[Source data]
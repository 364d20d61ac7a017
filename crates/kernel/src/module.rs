use async_trait::async_trait;
use axum::Router;

/// Context provided to modules during initialization
pub struct InitCtx<'a> {
    pub settings: &'a crate::settings::Settings,
}

/// Core module trait that all Bookshelf modules must implement
#[async_trait]
pub trait Module: Sync + Send {
    /// Unique name for this module
    fn name(&self) -> &'static str;

    /// Path prefix the module's routes are mounted under.
    /// An empty string mounts the routes at the server root.
    fn mount_path(&self) -> String {
        format!("/api/{}", self.name())
    }

    /// Initialize the module with the provided context
    /// Called during application startup before routes are built
    async fn init(&self, _ctx: &InitCtx<'_>) -> anyhow::Result<()> {
        Ok(())
    }

    /// Return the Axum router for this module's routes
    fn routes(&self) -> Router {
        Router::new()
    }

    /// Return OpenAPI specification fragment for this module as JSON
    /// Will be merged with other modules' specs
    fn openapi(&self) -> Option<serde_json::Value> {
        None
    }

    /// Called after every module has been initialized
    async fn start(&self, _ctx: &InitCtx<'_>) -> anyhow::Result<()> {
        Ok(())
    }

    /// Stop the module and clean up resources
    /// Called during application shutdown
    async fn stop(&self) -> anyhow::Result<()> {
        Ok(())
    }
}
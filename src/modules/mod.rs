pub mod books;

use bookshelf_kernel::ModuleRegistry;

/// Register all application modules with the registry
pub fn register_all(registry: &mut ModuleRegistry) {
    registry.register(books::create_module());
}
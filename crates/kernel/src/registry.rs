use anyhow::Context;
use std::sync::Arc;

use crate::module::{InitCtx, Module};

/// Module registry for managing module lifecycle
pub struct ModuleRegistry {
    modules: Vec<Arc<dyn Module>>,
}

impl ModuleRegistry {
    /// Create a new module registry
    pub fn new() -> Self {
        Self {
            modules: Vec::new(),
        }
    }

    /// Register a module. Modules are initialized and started in registration order.
    pub fn register(&mut self, module: Arc<dyn Module>) {
        tracing::debug!(module = module.name(), "registering module");
        self.modules.push(module);
    }

    /// Get all registered modules
    pub fn modules(&self) -> &[Arc<dyn Module>] {
        &self.modules
    }

    /// Get a module by name
    pub fn get_module(&self, name: &str) -> Option<&Arc<dyn Module>> {
        self.modules.iter().find(|module| module.name() == name)
    }

    pub fn len(&self) -> usize {
        self.modules.len()
    }

    pub fn is_empty(&self) -> bool {
        self.modules.is_empty()
    }

    /// Initialize all modules
    pub async fn init_all(&self, ctx: &InitCtx<'_>) -> anyhow::Result<()> {
        tracing::info!("initializing {} modules", self.modules.len());

        for module in &self.modules {
            tracing::info!(module = module.name(), "initializing module");

            module
                .init(ctx)
                .await
                .with_context(|| format!("failed to initialize module '{}'", module.name()))?;
        }

        Ok(())
    }

    /// Start all modules
    pub async fn start_all(&self, ctx: &InitCtx<'_>) -> anyhow::Result<()> {
        tracing::info!("starting {} modules", self.modules.len());

        for module in &self.modules {
            tracing::info!(module = module.name(), "starting module");

            module
                .start(ctx)
                .await
                .with_context(|| format!("failed to start module '{}'", module.name()))?;
        }

        Ok(())
    }

    /// Stop all modules in reverse registration order
    pub async fn stop_all(&self) -> anyhow::Result<()> {
        tracing::info!("stopping {} modules", self.modules.len());

        for module in self.modules.iter().rev() {
            tracing::info!(module = module.name(), "stopping module");

            module
                .stop()
                .await
                .with_context(|| format!("failed to stop module '{}'", module.name()))?;
        }

        Ok(())
    }
}

impl Default for ModuleRegistry {
    fn default() -> Self {
        Self::new()
    }
}

#[cfg(test)]
mod tests {
    use super::*;
    use crate::settings::Settings;
    use tokio::sync::Mutex;

    struct TestModule {
        name: &'static str,
        journal: Arc<Mutex<Vec<String>>>,
    }

    #[async_trait::async_trait]
    impl Module for TestModule {
        fn name(&self) -> &'static str {
            self.name
        }

        async fn init(&self, _ctx: &InitCtx<'_>) -> anyhow::Result<()> {
            self.journal.lock().await.push(format!("init:{}", self.name));
            Ok(())
        }

        async fn start(&self, _ctx: &InitCtx<'_>) -> anyhow::Result<()> {
            self.journal.lock().await.push(format!("start:{}", self.name));
            Ok(())
        }

        async fn stop(&self) -> anyhow::Result<()> {
            self.journal.lock().await.push(format!("stop:{}", self.name));
            Ok(())
        }
    }

    struct FailingModule;

    #[async_trait::async_trait]
    impl Module for FailingModule {
        fn name(&self) -> &'static str {
            "broken"
        }

        async fn init(&self, _ctx: &InitCtx<'_>) -> anyhow::Result<()> {
            anyhow::bail!("boom")
        }
    }

    #[test]
    fn test_module_registry_creation() {
        let registry = ModuleRegistry::new();
        assert!(registry.is_empty());
    }

    #[test]
    fn default_mount_path_is_namespaced() {
        let module = TestModule {
            name: "shelves",
            journal: Arc::default(),
        };
        assert_eq!(module.mount_path(), "/api/shelves");
    }

    #[tokio::test]
    async fn test_module_lifecycle() {
        let journal = Arc::new(Mutex::new(Vec::new()));
        let mut registry = ModuleRegistry::new();
        let settings = Settings::default();
        let ctx = InitCtx {
            settings: &settings,
        };

        for name in ["first", "second"] {
            registry.register(Arc::new(TestModule {
                name,
                journal: journal.clone(),
            }));
        }

        registry.init_all(&ctx).await.unwrap();
        registry.start_all(&ctx).await.unwrap();
        registry.stop_all().await.unwrap();

        assert_eq!(
            *journal.lock().await,
            vec![
                "init:first",
                "init:second",
                "start:first",
                "start:second",
                "stop:second",
                "stop:first",
            ]
        );
        assert!(registry.get_module("second").is_some());
        assert!(registry.get_module("third").is_none());
    }

    #[tokio::test]
    async fn init_failure_names_the_module() {
        let mut registry = ModuleRegistry::new();
        registry.register(Arc::new(FailingModule));
        let settings = Settings::default();
        let ctx = InitCtx {
            settings: &settings,
        };

        let err = registry.init_all(&ctx).await.unwrap_err();
        assert!(err.to_string().contains("'broken'"));
    }
}
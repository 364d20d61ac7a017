//! Logging and tracing bootstrap.

use anyhow::Context;
use tracing_subscriber::{fmt, layer::SubscriberExt, util::SubscriberInitExt, EnvFilter};

use bookshelf_kernel::settings::{LogFormat, TelemetrySettings};

/// Install the global tracing subscriber.
///
/// `RUST_LOG` takes precedence over the configured level. Fails if a global
/// subscriber is already installed.
pub fn init(settings: &TelemetrySettings) -> anyhow::Result<()> {
    let filter = env_filter(settings)?;
    let registry = tracing_subscriber::registry().with(filter);

    match settings.log_format {
        LogFormat::Pretty => registry.with(fmt::layer()).try_init(),
        LogFormat::Json => registry.with(fmt::layer().json()).try_init(),
    }
    .context("failed to install tracing subscriber")?;

    tracing::debug!(
        target: "bookshelf-telemetry",
        format = ?settings.log_format,
        "telemetry initialized"
    );
    Ok(())
}

fn env_filter(settings: &TelemetrySettings) -> anyhow::Result<EnvFilter> {
    match EnvFilter::try_from_default_env() {
        Ok(filter) => Ok(filter),
        Err(_) => EnvFilter::try_new(format!(
            "{level},tower_http={level}",
            level = settings.level
        ))
        .with_context(|| format!("invalid log level '{}'", settings.level)),
    }
}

Exercise – Whenever the word "layer" occurs in a line above, copy that line.

Solution to this task –
use tracing_subscriber::{fmt, layer::SubscriberExt, util::SubscriberInitExt, EnvFilter};
        LogFormat::Pretty => registry.with(fmt::layer()).try_init(),
        LogFormat::Json => registry.with(fmt::layer().json()).try_init(),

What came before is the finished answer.